Selain PHK, Shopee diketahui juga menutup dan membatalkan ekspansi di sejumlah negara. Termasuk di antaranya adalah Spanyol, Perancis, dan India.
Goto juga memutuskan merumahkan 1.300 orang atau 12% dari total karyawannya. CEO Andre Soelistyo mengatakan keputusan ini tidak mempengaruhi layanan pada konsumen dan komitmen pada mitra pengemudi, merchants dan seller.

Andre menjelaskan keputusan itu dilakukan manajemen karena adanya tantangan makro ekonomi global. Di mana masalah tersebut juga berdampak signifikan untuk pelaku usaha di seluruh dunia.
Hal itu membuat perusahaan mengakselerasi upaya menjadikan bisnis secara finansial mampu mandiri dan tumbuh secara sustainable dalam jangka panjang. Caranya dengan berfokus pada layanan inti, yakni on-demand, e-commerce serta financial technology.

Di sisi lain, Ruangguru juga menempuh keputusan serupa dengan melepas ratusan pegawainya. Pengumuman PHK dilakukan pada Jumat (18/11/2022). Perusahaan beralasan PHK dilakukan akibat kondisi pasar global.
PHK massal tersebut sudah terdengar sejak Jumat pagi. Sejumlah sumber CNBC Indonesia mengatakan karyawan menerima email pemberitahuan tentang PHK.

Penyebab dari fenomena kebangkrutan startup ini adalah pendanaan yang sulit. Hal itu terjadi karena Startup bergantung sepenuhnya pada pendanaan pihak luar melalui fundraising, private placement, sampai pinjaman, dan investasi. Sebagai imbal baliknya, investor mendapatkan saham dari perusahaan startup tersebut. Setelah mendapat dana dari investor, startup mengembangkan perusahaan secara instan tanpa melalui proses yang organik dan merekrut karyawan dalam jumlah besar. Inilah saat-saat booming startup. Mereka rela jor-joran mengembangkan modal demi menggaet pengguna.

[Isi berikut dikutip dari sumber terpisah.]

//! Engine configuration
//!
//! Reads `engines.yaml` (default `~/.ralph-ui/engines.yaml`). Every section is
//! optional; missing fields fall back to the defaults below. The loaded config
//! is immutable and handed to engines, the retry controller and the
//! normalizer at construction time.

use crate::error::{EngineError, EngineResult};
use crate::models::AgentType;
use serde::{Deserialize, Deserializer, Serialize};
use std::path::{Path, PathBuf};
use std::time::Duration;

/// Top-level engine configuration
#[derive(Debug, Clone, Serialize, Deserialize, Default)]
#[serde(rename_all = "camelCase", default)]
pub struct EngineConfig {
    pub limits: LimitsConfig,
    pub timeouts: TimeoutConfig,
    pub retry: RetryConfig,
    pub completion: CompletionConfig,
    pub chat: ChatConfig,
    pub logs: LogsConfig,
    pub agents: AgentsConfig,
}

/// Output ceilings and termination grace window
#[derive(Debug, Clone, Serialize, Deserialize)]
#[serde(rename_all = "camelCase", default)]
pub struct LimitsConfig {
    /// Maximum stdout bytes kept before the agent is terminated (default: 10 MiB)
    pub stdout_max_bytes: usize,
    /// Maximum stderr bytes kept (default: 1 MiB)
    pub stderr_max_bytes: usize,
    /// Time between the graceful terminate signal and a forced kill (default: 5s)
    pub kill_grace_ms: u64,
}

impl Default for LimitsConfig {
    fn default() -> Self {
        Self {
            stdout_max_bytes: 10 * 1024 * 1024,
            stderr_max_bytes: 1024 * 1024,
            kill_grace_ms: 5000,
        }
    }
}

impl LimitsConfig {
    pub fn kill_grace(&self) -> Duration {
        Duration::from_millis(self.kill_grace_ms)
    }
}

/// Wall-clock timeouts per call kind
#[derive(Debug, Clone, Serialize, Deserialize)]
#[serde(rename_all = "camelCase", default)]
pub struct TimeoutConfig {
    pub stream_secs: u64,
    pub review_secs: u64,
    pub chat_secs: u64,
    pub version_probe_secs: u64,
}

impl Default for TimeoutConfig {
    fn default() -> Self {
        Self {
            stream_secs: 300,
            review_secs: 300,
            chat_secs: 1200,
            version_probe_secs: 10,
        }
    }
}

/// Capacity retry settings shared by all agents
#[derive(Debug, Clone, Serialize, Deserialize)]
#[serde(rename_all = "camelCase", default)]
pub struct RetryConfig {
    /// Backoff before each same-model retry; its length is the retry budget
    pub capacity_retry_delays_ms: Vec<u64>,
    /// Substrings (case-insensitive) in stderr that identify a capacity error
    pub capacity_patterns: Vec<String>,
}

impl Default for RetryConfig {
    fn default() -> Self {
        Self {
            capacity_retry_delays_ms: vec![1000, 2000, 4000],
            capacity_patterns: vec![
                "RESOURCE_EXHAUSTED".to_string(),
                "MODEL_CAPACITY_EXHAUSTED".to_string(),
                "No capacity available".to_string(),
                "exhausted your capacity".to_string(),
                "overloaded_error".to_string(),
                "Overloaded".to_string(),
                "status 429".to_string(),
                "Too Many Requests".to_string(),
            ],
        }
    }
}

impl RetryConfig {
    pub fn retry_delays(&self) -> Vec<Duration> {
        self.capacity_retry_delays_ms
            .iter()
            .map(|ms| Duration::from_millis(*ms))
            .collect()
    }
}

/// Semantic completion marker settings
#[derive(Debug, Clone, Serialize, Deserialize)]
#[serde(rename_all = "camelCase", default)]
pub struct CompletionConfig {
    pub marker: String,
    /// Only the last N lines of output are searched for the marker
    pub max_lines_from_end: usize,
}

impl Default for CompletionConfig {
    fn default() -> Self {
        Self {
            marker: "<promise>COMPLETE</promise>".to_string(),
            max_lines_from_end: 50,
        }
    }
}

/// Chat session persistence
#[derive(Debug, Clone, Serialize, Deserialize)]
#[serde(rename_all = "camelCase", default)]
pub struct ChatConfig {
    pub max_history_entries: usize,
    pub sessions_dir: PathBuf,
}

impl Default for ChatConfig {
    fn default() -> Self {
        Self {
            max_history_entries: 100,
            sessions_dir: global_config_dir().join("chat-sessions"),
        }
    }
}

/// Invocation logs that belong to no task or session
#[derive(Debug, Clone, Serialize, Deserialize)]
#[serde(rename_all = "camelCase", default)]
pub struct LogsConfig {
    /// `review_<ts>.*` logs for reviews without an output file
    pub review_dir: PathBuf,
}

impl Default for LogsConfig {
    fn default() -> Self {
        Self {
            review_dir: global_config_dir().join("review-logs"),
        }
    }
}

/// Per-agent settings
#[derive(Debug, Clone, Serialize)]
#[serde(rename_all = "camelCase")]
pub struct AgentSettings {
    /// Explicit binary path; when absent the CLI is resolved from PATH
    pub binary: Option<PathBuf>,
    pub default_model: String,
    /// Ordered fallback models tried once the capacity retry budget is spent
    pub fallback_models: Vec<String>,
}

impl AgentSettings {
    /// Built-in settings for one agent
    pub fn builtin(agent_type: AgentType) -> Self {
        match agent_type {
            AgentType::Claude => Self {
                binary: None,
                default_model: "sonnet".to_string(),
                fallback_models: vec!["haiku".to_string()],
            },
            AgentType::Gemini => Self {
                binary: None,
                default_model: "gemini-2.5-pro".to_string(),
                fallback_models: vec![
                    "gemini-2.5-flash".to_string(),
                    "gemini-2.5-flash-lite".to_string(),
                ],
            },
        }
    }
}

/// Agent settings as written in the file; absent fields keep the built-in value
#[derive(Debug, Default, Deserialize)]
#[serde(rename_all = "camelCase", default)]
struct AgentSettingsOverlay {
    binary: Option<PathBuf>,
    default_model: Option<String>,
    fallback_models: Option<Vec<String>>,
}

impl AgentSettingsOverlay {
    fn apply(self, agent_type: AgentType) -> AgentSettings {
        let builtin = AgentSettings::builtin(agent_type);
        AgentSettings {
            binary: self.binary.or(builtin.binary),
            default_model: self.default_model.unwrap_or(builtin.default_model),
            fallback_models: self.fallback_models.unwrap_or(builtin.fallback_models),
        }
    }
}

fn claude_settings<'de, D: Deserializer<'de>>(deserializer: D) -> Result<AgentSettings, D::Error> {
    AgentSettingsOverlay::deserialize(deserializer).map(|o| o.apply(AgentType::Claude))
}

fn gemini_settings<'de, D: Deserializer<'de>>(deserializer: D) -> Result<AgentSettings, D::Error> {
    AgentSettingsOverlay::deserialize(deserializer).map(|o| o.apply(AgentType::Gemini))
}

#[derive(Debug, Clone, Serialize, Deserialize)]
#[serde(rename_all = "camelCase", default)]
pub struct AgentsConfig {
    #[serde(deserialize_with = "claude_settings")]
    pub claude: AgentSettings,
    #[serde(deserialize_with = "gemini_settings")]
    pub gemini: AgentSettings,
}

impl Default for AgentsConfig {
    fn default() -> Self {
        Self {
            claude: AgentSettings::builtin(AgentType::Claude),
            gemini: AgentSettings::builtin(AgentType::Gemini),
        }
    }
}

impl AgentsConfig {
    pub fn for_agent(&self, agent_type: AgentType) -> &AgentSettings {
        match agent_type {
            AgentType::Claude => &self.claude,
            AgentType::Gemini => &self.gemini,
        }
    }
}

impl EngineConfig {
    /// Settings for one agent type
    pub fn agent(&self, agent_type: AgentType) -> &AgentSettings {
        self.agents.for_agent(agent_type)
    }

    /// Default config path (`~/.ralph-ui/engines.yaml`)
    pub fn default_path() -> PathBuf {
        global_config_dir().join("engines.yaml")
    }

    /// Read config from file, returning defaults if not found
    pub fn load(path: &Path) -> EngineResult<Self> {
        if !path.exists() {
            log::debug!("[Config] No config at {:?}, using defaults", path);
            return Ok(Self::default());
        }

        let content =
            std::fs::read_to_string(path).map_err(|e| EngineError::io(path, e))?;

        serde_yaml::from_str(&content)
            .map_err(|e| EngineError::Config(format!("Failed to parse {:?}: {}", path, e)))
    }

    /// Write config to file
    pub fn save(&self, path: &Path) -> EngineResult<()> {
        let content = serde_yaml::to_string(self)
            .map_err(|e| EngineError::Config(format!("Failed to serialize config: {}", e)))?;

        crate::file_storage::atomic_write(path, &content)
    }
}

/// Get the global .ralph-ui directory in user home
pub fn global_config_dir() -> PathBuf {
    dirs::home_dir()
        .unwrap_or_else(|| PathBuf::from("."))
        .join(".ralph-ui")
}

Sayangnya, di tengah euforia itu tiba-tiba terjadi situasi tak terduga. Adanya gelombang pandemi menerjang perekonomian hingga terjadi resesi yang kemudian menyebabkan turunnya harga saham. Perubahan perilaku investor ini mempengaruhi keberlanjutan perusahaan startup dan berujung pada kebangkrutan.

Fenomena merugikan ini pun menjadi hal yang wajar dan akan terus menerus terjadi di sistem kapitalisme dengan penerapan ekonomi nonriilnya. Dalam sektor ekonomi non-riil, uang yang tadinya hanya sebagai alat tukar menjadi komoditas yang diperdagangkan. Sektor non-riil ini dikembangkan oleh negara-negara kapitalis untuk melakukan investasi secara tidak langsung, yaitu melalui pasar modal dengan membeli saham-saham yang ada di pasar modal.

Keuntungan ekonomi tidak diperoleh dari kegiatan investasi produksi barang dan jasa. Keuntungan itu diperoleh melalui investasi spekulatif dalam sektor non-riil. Termasuk juga bunga yang diberikan bank. Uang banyak diputar di sektor non-riil namun mengambil keuntungan di sektor riil dengan menarik bunga. Para pelaku usaha sektor riil yang mengambil pinjaman di perbankan menjadi sasaran untuk “diambil” keuntungannya “dibagikan” kepada sektor non-riil sebagai profit share para nasabah penabung. 

Jelas dengan semua fakta kerusakan dan kerugian yang terjadi seharusnya membuat kita tersadar akan kecacatan sistem kapitalisme. Sistem ekonomi yang aturan-aturannya berakibat menciptakan masalah baru dan tidak mampu mensejahterakan manusia. Lantas, mengapa sistem ini masih diadopsi secara luas dan dipertahankan oleh negara-negara dunia?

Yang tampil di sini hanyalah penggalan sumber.